Der Film hat natürlich mehr zu bieten, als blanken Terror. Gleich
von Anfang an wird eine bedrohliche Atmosphäre aufgebaut. Die karge
Wüstenlandschaft ist nicht gerade einladend. Die tollen
Felsansammlungen sind sicherlich der Traum eines jeden Geologen,
aber trotzdem will man da natürlich nicht tot über dem Zaun hängen.
Auch die Tankstelle, die von den Reisenden betreten wird, ist alles
andere als ein schöner und sicherer Aufenthaltsort. Doch dann kommt
es bei den Reisenden zum Schlimmsten: Sie verunglücken mit ihrem
Wagen. Lustigerweise wegen Terror von oben und einem niedlichen Häschen
von unten. Oben jagend Militärflugzeuge über ihre Köpfe, was den
Fahrer zur Weißglut bringt. Dies ist schön in Szene gesetzt. Und
da der Auto-Pilot nicht ganz bei der Sache ist, wird er von einem
friedlich wirkenden Hasen von der Fahrbahn, direkt in einem Busch,
getrieben.
Und dann geht es auch schon wenig später los mit dem Terror.

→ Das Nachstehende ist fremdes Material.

use std::collections::BTreeMap;

use tracing::warn;

use crate::model::{FormulaError, GeneratorId, GeneratorOutput, Layer, LayerId, ResourceId};
use crate::num::Decimal;

use super::error::TickError;
use super::game::Game;

/// Net change a tick applied, per target.
#[derive(Debug, Clone, Default, PartialEq)]
pub struct TickReport {
    pub advanced: bool,
    pub resource_deltas: BTreeMap<ResourceId, Decimal>,
    pub bonus_deltas: BTreeMap<GeneratorId, Decimal>,
    pub skipped: Vec<(LayerId, TickError)>,
}

/// Inflow and outflow into one resource, kept apart so `total` sees every
/// positive contribution.
#[derive(Debug, Clone, Copy, Default)]
struct Flow {
    inflow: Decimal,
    outflow: Decimal,
}

impl Flow {
    fn push(&mut self, amount: Decimal) {
        if amount.is_negative() {
            self.outflow += amount;
        } else {
            self.inflow += amount;
        }
    }

    fn net(&self) -> Decimal {
        self.inflow + self.outflow
    }
}

#[derive(Debug, Default)]
struct PendingWrites {
    resources: BTreeMap<ResourceId, Flow>,
    bonus: BTreeMap<GeneratorId, Decimal>,
}

impl PendingWrites {
    fn merge(&mut self, other: PendingWrites) {
        for (id, flow) in other.resources {
            let slot = self.resources.entry(id).or_default();
            slot.inflow += flow.inflow;
            slot.outflow += flow.outflow;
        }
        for (id, amount) in other.bonus {
            *self.bonus.entry(id).or_default() += amount;
        }
    }
}

/// Advances production by elapsed time.
///
/// A tick reads every effect against the state as it was when the tick
/// began, nets the writes per target, then applies them. The result does
/// not depend on layer or generator order.
#[derive(Debug, Clone, Copy, PartialEq)]
pub struct TickEngine {
    /// Multiplier on every `dt`; 1.0 outside of development.
    pub speed: f64,
}

impl Default for TickEngine {
    fn default() -> Self {
        Self { speed: 1.0 }
    }
}

impl TickEngine {
    pub fn new(speed: f64) -> Self {
        Self { speed }
    }

    pub fn advance(&self, game: &mut Game, dt: f64) -> TickReport {
        let mut report = TickReport::default();
        let scaled = dt * self.speed;
        if game.paused || !scaled.is_finite() || scaled <= 0.0 {
            return report;
        }
        let dt = Decimal::from_f64(scaled);

        let mut writes = PendingWrites::default();
        for layer in game.layers() {
            match plan_layer(game, layer, dt) {
                Ok(layer_writes) => writes.merge(layer_writes),
                Err(err) => {
                    warn!(layer = %layer.key, %err, "discarding layer production for this tick");
                    report.skipped.push((layer.id, err));
                }
            }
        }

        for (id, flow) in &writes.resources {
            if let Some(resource) = game.resources.get_mut(id.index()) {
                resource.add_flow(flow.inflow, flow.outflow);
            }
        }
        for (id, amount) in &writes.bonus {
            if let Some(generator) = game.generators.get_mut(id.index()) {
                generator.add_bonus(*amount);
            }
        }

        game.tick_index += 1;
        game.play_time += scaled;
        report.advanced = true;
        report.resource_deltas = writes
            .resources
            .iter()
            .map(|(id, flow)| (*id, flow.net()))
            .collect();
        report.bonus_deltas = writes.bonus;
        report
    }

    /// Applies time spent away as a single tick of at most `cap_seconds`.
    pub fn catch_up(&self, game: &mut Game, elapsed_seconds: f64, cap_seconds: f64) -> TickReport {
        if !elapsed_seconds.is_finite() || elapsed_seconds <= 0.0 {
            return TickReport::default();
        }
        self.advance(game, elapsed_seconds.min(cap_seconds.max(0.0)))
    }
}

fn plan_layer(game: &Game, layer: &Layer, dt: Decimal) -> Result<PendingWrites, TickError> {
    let mut writes = PendingWrites::default();

    for production in &layer.production {
        let amount = production.per_second.try_evaluate(game, Decimal::ZERO)? * dt;
        ensure_representable(amount, &layer.key)?;
        writes.resources.entry(production.resource).or_default().push(amount);
    }

    for id in &layer.generators {
        let generator = game
            .generator(*id)
            .ok_or(FormulaError::UnknownGenerator(*id))?;
        if generator.output == GeneratorOutput::None {
            continue;
        }
        let amount = generator.effect_value(game)? * dt;
        ensure_representable(amount, &generator.key)?;
        match generator.output {
            GeneratorOutput::Resource(resource) => {
                writes.resources.entry(resource).or_default().push(amount);
            }
            GeneratorOutput::Bonus(target) => {
                *writes.bonus.entry(target).or_default() += amount;
            }
            GeneratorOutput::None => {}
        }
    }

    Ok(writes)
}

fn ensure_representable(amount: Decimal, source: &str) -> Result<(), TickError> {
    if amount.abs() >= Decimal::MAX {
        return Err(TickError::NonFinite(source.to_string()));
    }
    Ok(())
}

Finsteren Gestalten wollen den sechs Gestrandeten an den Pelz. Wer,
wie, warum und wieso wird im Verlauf aufgeklärt. Zumindest fast.
Sicher ist aber, dass es nicht besonders gut um die Familie steht.

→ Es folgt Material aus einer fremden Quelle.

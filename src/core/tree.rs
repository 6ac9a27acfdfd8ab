use std::collections::HashMap;

use petgraph::algo::toposort;
use petgraph::graph::{DiGraph, NodeIndex};
use petgraph::visit::{Bfs, EdgeRef};
use petgraph::Direction;

use crate::model::{LayerId, ResetRule};

use super::error::TopologyError;

/// Directed edge along which a reset propagates: resetting `from` resets `to`.
#[derive(Debug, Clone, Copy, PartialEq, Eq)]
pub struct Branch {
    pub from: LayerId,
    pub to: LayerId,
}

impl Branch {
    pub fn new(from: LayerId, to: LayerId) -> Self {
        Self { from, to }
    }
}

/// Layer layout plus the reset-propagation graph.
///
/// The branch graph is checked for cycles once, here; resets rely on it
/// being acyclic and never re-check.
#[derive(Debug, Clone)]
pub struct Tree {
    rows: Vec<Vec<LayerId>>,
    graph: DiGraph<LayerId, ()>,
    nodes: HashMap<LayerId, NodeIndex>,
    on_reset: ResetRule,
}

impl Tree {
    pub fn new(
        rows: Vec<Vec<LayerId>>,
        branches: &[Branch],
        on_reset: ResetRule,
        layer_count: usize,
    ) -> Result<Self, TopologyError> {
        let mut graph = DiGraph::new();
        let mut nodes = HashMap::new();
        let mut node_for = |layer: LayerId| -> Result<NodeIndex, TopologyError> {
            if layer.index() >= layer_count {
                return Err(TopologyError::UnknownLayer(layer));
            }
            Ok(*nodes.entry(layer).or_insert_with(|| graph.add_node(layer)))
        };

        let mut edges = Vec::with_capacity(branches.len());
        for layer in rows.iter().flatten() {
            node_for(*layer)?;
        }
        for branch in branches {
            edges.push((node_for(branch.from)?, node_for(branch.to)?));
        }
        for layer in &on_reset.layers {
            if layer.index() >= layer_count {
                return Err(TopologyError::UnknownLayer(*layer));
            }
        }
        for (from, to) in edges {
            graph.update_edge(from, to, ());
        }

        toposort(&graph, None).map_err(|cycle| TopologyError::Cycle(graph[cycle.node_id()]))?;

        Ok(Self {
            rows,
            graph,
            nodes,
            on_reset,
        })
    }

    pub fn rows(&self) -> &[Vec<LayerId>] {
        &self.rows
    }

    pub fn on_reset(&self) -> &ResetRule {
        &self.on_reset
    }

    pub fn branches(&self) -> Vec<Branch> {
        let mut branches = self
            .graph
            .edge_references()
            .map(|edge| Branch::new(self.graph[edge.source()], self.graph[edge.target()]))
            .collect::<Vec<_>>();
        branches.sort_by_key(|branch| (branch.from, branch.to));
        branches
    }

    /// Direct branch targets of `layer`, in id order.
    pub fn children(&self, layer: LayerId) -> Vec<LayerId> {
        let Some(&node) = self.nodes.get(&layer) else {
            return Vec::new();
        };
        let mut children = self
            .graph
            .neighbors_directed(node, Direction::Outgoing)
            .map(|child| self.graph[child])
            .collect::<Vec<_>>();
        children.sort();
        children
    }

    /// Every layer reachable through outgoing branches, excluding `layer`.
    pub fn descendants(&self, layer: LayerId) -> Vec<LayerId> {
        let Some(&start) = self.nodes.get(&layer) else {
            return Vec::new();
        };
        let mut bfs = Bfs::new(&self.graph, start);
        let mut out = Vec::new();
        while let Some(node) = bfs.next(&self.graph) {
            if node != start {
                out.push(self.graph[node]);
            }
        }
        out.sort();
        out
    }
}

#[cfg(test)]
mod tests {
    use super::{Branch, Tree};
    use crate::core::TopologyError;
    use crate::model::{LayerId, ResetRule};

    const V: LayerId = LayerId(1);
    const L: LayerId = LayerId(2);
    const IQ: LayerId = LayerId(3);
    const A: LayerId = LayerId(4);

    #[test]
    fn descendants_follow_outgoing_branches_only() {
        let tree = Tree::new(
            vec![vec![V], vec![L, IQ]],
            &[Branch::new(L, V), Branch::new(IQ, L)],
            ResetRule::default(),
            5,
        )
        .expect("acyclic tree");

        assert_eq!(tree.children(IQ), vec![L]);
        assert_eq!(tree.descendants(IQ), vec![V, L]);
        assert_eq!(tree.descendants(L), vec![V]);
        assert!(tree.descendants(V).is_empty());
        assert!(tree.descendants(A).is_empty());
        assert_eq!(tree.branches().len(), 2);
        assert_eq!(tree.rows().to_vec(), vec![vec![V], vec![L, IQ]]);
    }

    #[test]
    fn cycles_are_rejected_at_construction() {
        let result = Tree::new(
            vec![vec![V, L]],
            &[Branch::new(L, V), Branch::new(V, IQ), Branch::new(IQ, L)],
            ResetRule::default(),
            5,
        );

        assert!(matches!(result, Err(TopologyError::Cycle(_))));
    }

    #[test]
    fn self_loops_are_cycles() {
        let result = Tree::new(vec![vec![V]], &[Branch::new(V, V)], ResetRule::default(), 5);

        assert_eq!(result.err(), Some(TopologyError::Cycle(V)));
    }

    #[test]
    fn unknown_layers_are_rejected() {
        let result = Tree::new(vec![vec![LayerId(9)]], &[], ResetRule::default(), 5);

        assert_eq!(result.err(), Some(TopologyError::UnknownLayer(LayerId(9))));
    }
}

Einer nach dem anderen muss um sein Leben fürchten. Auf Effekte der
splattrigen Art wird dabei nicht unbedingt gesetzt. Es gibt zwar
hier und da etwas zu sehen, so blutrünstig wie das Remake ist „Hügel
der blutigen Augen“ aber lange nicht. Nette Effekte gibt es auch für
die Ohren. Die musikalischen Einlagen sind alles andere als handelsüblich.
Es gibt unterschiedlich frequentierte Töne, die immer wieder
monoton aus den Boxen strömen. Monoton aber passend. Wie die
bekannte Faust aufs Auge.
Leider kommt es während der verschiedenen Terror-Szenen immer
wieder zu Passagen, die etwas an Tempo verlieren. Das Geschehen
zieht sich leicht in die Länge. Die Grundspannung bleibt zwar
durchaus vorhanden, es passiert weniger als erhofft. Zwischendrin
hat man es auch immer mal wieder mit unseren außerirdischen
Rednecks zu tun. Warum außerirdisch und warum Rednecks wird hier
aus spannungstechnischen Gründen verschwiegen. Es sein nur soviel
gesagt: Es gibt zwei deutsche Synchronisationen zu dem Film. Die
originale hat erstaunliches mit den Charakteren gemacht... Aber
kommen wir zurück zu den außerirdischen Rednecks. Hier sticht natürlich
Charakterkopf Michael Berryman („Cut And Run“, „Im Todestal
der Wölfe“ uva.) hervor. Er spielt hier seine Paraderolle. Nicht
weil er das so gut macht, sondern weil er perfekt reinpasst. Richtig
gut spielt auch niemand der übrigen Crew. Allerdings gibt es auch
kaum Ausschläge nach unten. Die wenig durchleuchteten Charaktere
kommen den Darstellern da natürlich zugute.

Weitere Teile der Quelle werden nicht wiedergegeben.